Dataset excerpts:
————

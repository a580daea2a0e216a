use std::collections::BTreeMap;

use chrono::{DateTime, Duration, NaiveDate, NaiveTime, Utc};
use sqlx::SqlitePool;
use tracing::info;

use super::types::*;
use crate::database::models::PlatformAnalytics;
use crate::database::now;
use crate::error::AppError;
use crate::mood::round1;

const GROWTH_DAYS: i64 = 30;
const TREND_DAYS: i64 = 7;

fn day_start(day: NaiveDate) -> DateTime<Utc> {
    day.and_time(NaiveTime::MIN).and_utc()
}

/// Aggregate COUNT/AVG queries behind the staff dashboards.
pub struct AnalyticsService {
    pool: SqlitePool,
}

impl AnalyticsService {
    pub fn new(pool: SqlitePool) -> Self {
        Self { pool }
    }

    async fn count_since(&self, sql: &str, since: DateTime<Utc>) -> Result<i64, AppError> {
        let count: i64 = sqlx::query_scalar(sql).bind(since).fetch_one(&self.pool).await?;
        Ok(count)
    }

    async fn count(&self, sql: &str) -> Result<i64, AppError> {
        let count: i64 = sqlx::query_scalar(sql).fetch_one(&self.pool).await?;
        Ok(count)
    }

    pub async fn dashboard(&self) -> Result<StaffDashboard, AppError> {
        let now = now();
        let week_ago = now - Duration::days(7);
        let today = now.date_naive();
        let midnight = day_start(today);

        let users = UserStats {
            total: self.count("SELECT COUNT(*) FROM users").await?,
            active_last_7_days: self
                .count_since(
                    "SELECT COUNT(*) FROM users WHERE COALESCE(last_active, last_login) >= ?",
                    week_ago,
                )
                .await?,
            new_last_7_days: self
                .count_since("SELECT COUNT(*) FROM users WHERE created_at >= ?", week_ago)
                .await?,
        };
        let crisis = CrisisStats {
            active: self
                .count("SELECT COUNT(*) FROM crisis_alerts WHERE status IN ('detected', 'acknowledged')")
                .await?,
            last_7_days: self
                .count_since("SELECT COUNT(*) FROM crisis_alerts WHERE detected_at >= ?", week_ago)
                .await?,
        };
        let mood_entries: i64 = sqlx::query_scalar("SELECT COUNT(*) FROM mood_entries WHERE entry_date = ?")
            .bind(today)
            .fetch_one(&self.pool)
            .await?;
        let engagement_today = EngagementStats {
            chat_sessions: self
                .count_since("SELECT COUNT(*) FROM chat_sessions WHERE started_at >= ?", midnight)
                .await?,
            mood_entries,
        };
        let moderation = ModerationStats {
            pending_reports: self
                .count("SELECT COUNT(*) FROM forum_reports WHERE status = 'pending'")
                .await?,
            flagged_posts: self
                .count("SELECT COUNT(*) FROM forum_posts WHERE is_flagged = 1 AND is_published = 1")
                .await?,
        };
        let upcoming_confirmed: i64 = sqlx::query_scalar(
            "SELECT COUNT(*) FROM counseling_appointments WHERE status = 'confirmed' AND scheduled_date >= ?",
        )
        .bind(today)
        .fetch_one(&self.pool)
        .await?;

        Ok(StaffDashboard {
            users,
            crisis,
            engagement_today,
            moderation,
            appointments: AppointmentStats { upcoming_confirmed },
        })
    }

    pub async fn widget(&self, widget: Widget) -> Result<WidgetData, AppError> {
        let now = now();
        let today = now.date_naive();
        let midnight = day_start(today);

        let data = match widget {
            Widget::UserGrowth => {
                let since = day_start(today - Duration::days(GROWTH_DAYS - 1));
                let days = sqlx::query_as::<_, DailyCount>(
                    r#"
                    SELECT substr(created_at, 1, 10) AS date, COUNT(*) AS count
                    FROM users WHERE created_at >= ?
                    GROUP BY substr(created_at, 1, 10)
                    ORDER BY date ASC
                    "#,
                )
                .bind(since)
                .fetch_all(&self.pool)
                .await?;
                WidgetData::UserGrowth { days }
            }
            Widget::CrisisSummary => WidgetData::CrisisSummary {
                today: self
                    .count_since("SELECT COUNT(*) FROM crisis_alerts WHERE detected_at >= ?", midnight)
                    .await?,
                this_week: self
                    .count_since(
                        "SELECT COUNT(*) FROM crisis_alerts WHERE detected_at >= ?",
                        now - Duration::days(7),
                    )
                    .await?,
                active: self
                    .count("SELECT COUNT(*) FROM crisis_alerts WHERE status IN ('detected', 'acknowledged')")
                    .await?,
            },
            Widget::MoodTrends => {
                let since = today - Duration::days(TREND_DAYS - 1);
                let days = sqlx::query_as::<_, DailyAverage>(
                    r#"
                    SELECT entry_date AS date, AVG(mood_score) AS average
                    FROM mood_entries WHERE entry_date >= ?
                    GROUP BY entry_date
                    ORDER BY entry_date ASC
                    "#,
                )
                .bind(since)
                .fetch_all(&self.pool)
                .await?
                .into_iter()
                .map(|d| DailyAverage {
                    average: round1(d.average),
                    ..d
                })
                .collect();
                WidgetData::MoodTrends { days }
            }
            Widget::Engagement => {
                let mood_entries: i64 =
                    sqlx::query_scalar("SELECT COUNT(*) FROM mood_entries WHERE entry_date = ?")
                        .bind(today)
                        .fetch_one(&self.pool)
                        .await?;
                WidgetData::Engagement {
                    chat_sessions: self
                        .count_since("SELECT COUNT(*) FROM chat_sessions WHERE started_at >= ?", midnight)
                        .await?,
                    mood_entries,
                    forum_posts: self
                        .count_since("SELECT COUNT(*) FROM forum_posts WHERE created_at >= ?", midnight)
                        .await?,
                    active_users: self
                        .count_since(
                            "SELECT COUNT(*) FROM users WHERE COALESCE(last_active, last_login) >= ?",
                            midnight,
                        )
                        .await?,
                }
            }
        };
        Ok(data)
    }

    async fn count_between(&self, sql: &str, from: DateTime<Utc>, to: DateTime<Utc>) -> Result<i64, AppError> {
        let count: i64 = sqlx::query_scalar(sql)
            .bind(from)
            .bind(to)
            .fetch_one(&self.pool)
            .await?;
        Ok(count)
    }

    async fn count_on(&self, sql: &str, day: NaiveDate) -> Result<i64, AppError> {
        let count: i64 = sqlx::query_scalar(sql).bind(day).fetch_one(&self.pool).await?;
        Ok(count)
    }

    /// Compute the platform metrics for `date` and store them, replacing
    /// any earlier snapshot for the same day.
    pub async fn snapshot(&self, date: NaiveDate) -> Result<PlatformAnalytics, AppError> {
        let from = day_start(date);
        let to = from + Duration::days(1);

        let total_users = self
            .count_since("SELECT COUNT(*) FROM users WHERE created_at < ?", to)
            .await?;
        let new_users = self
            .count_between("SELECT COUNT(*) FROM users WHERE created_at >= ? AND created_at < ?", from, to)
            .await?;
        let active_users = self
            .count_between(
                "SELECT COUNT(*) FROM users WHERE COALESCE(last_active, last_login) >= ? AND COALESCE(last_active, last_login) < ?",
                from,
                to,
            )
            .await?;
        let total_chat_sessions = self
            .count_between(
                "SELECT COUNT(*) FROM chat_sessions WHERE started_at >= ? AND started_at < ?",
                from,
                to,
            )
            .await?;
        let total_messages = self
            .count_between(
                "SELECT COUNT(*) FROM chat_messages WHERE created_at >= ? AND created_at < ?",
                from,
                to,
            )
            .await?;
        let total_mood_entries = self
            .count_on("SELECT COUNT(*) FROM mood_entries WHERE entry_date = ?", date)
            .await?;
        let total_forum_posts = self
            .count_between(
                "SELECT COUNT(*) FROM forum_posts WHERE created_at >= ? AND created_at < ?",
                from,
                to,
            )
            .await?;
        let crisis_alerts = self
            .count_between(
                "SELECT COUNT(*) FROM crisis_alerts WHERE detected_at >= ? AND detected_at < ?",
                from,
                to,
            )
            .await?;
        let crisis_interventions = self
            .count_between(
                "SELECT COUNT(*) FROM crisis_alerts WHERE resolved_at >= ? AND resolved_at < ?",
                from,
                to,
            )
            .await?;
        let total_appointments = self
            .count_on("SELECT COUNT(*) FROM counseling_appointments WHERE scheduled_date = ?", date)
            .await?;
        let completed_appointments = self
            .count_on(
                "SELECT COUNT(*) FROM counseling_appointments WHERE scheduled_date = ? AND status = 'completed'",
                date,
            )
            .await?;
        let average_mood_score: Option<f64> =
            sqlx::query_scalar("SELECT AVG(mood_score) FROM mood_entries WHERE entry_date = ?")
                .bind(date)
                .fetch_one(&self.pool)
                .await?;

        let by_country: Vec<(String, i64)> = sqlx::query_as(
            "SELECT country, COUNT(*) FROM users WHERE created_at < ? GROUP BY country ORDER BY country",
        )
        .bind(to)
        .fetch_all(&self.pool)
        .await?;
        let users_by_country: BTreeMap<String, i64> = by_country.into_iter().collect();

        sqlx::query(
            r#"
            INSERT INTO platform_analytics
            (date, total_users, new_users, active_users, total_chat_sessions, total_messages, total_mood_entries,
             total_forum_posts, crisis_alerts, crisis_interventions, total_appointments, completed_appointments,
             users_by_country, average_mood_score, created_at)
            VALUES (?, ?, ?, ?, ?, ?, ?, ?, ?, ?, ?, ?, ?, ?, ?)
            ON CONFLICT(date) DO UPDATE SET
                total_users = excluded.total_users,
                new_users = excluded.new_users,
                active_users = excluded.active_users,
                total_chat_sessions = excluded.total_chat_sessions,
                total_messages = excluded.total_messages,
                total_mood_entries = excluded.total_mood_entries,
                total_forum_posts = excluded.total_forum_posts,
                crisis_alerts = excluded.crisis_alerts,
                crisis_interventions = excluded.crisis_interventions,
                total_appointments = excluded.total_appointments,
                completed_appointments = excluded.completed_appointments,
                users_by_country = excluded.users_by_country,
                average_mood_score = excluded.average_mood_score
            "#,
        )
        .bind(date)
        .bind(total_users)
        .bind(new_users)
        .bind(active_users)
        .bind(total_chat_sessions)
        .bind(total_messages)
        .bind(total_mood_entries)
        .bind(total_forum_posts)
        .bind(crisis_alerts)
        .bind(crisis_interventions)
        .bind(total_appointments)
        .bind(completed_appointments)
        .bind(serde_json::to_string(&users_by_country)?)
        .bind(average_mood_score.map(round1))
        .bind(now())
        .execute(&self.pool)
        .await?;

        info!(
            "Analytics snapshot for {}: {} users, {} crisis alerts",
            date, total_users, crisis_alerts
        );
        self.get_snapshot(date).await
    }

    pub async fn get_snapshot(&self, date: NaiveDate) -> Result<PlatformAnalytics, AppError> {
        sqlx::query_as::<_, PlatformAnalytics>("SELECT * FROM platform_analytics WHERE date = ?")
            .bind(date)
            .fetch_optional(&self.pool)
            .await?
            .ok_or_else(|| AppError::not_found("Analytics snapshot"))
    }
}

————

◆ Exercise aim ◆
Please give again the lines above between the line holding "use super::types::*;" and the line holding "async fn count_since(&self, sql: &str, since: DateTime<Utc>)", inclusive, exactly as they are and with nothing added.

◆ Task response ◆
use super::types::*;
use crate::database::models::PlatformAnalytics;
use crate::database::now;
use crate::error::AppError;
use crate::mood::round1;

const GROWTH_DAYS: i64 = 30;
const TREND_DAYS: i64 = 7;

fn day_start(day: NaiveDate) -> DateTime<Utc> {
    day.and_time(NaiveTime::MIN).and_utc()
}

/// Aggregate COUNT/AVG queries behind the staff dashboards.
pub struct AnalyticsService {
    pool: SqlitePool,
}

impl AnalyticsService {
    pub fn new(pool: SqlitePool) -> Self {
        Self { pool }
    }

    async fn count_since(&self, sql: &str, since: DateTime<Utc>) -> Result<i64, AppError> {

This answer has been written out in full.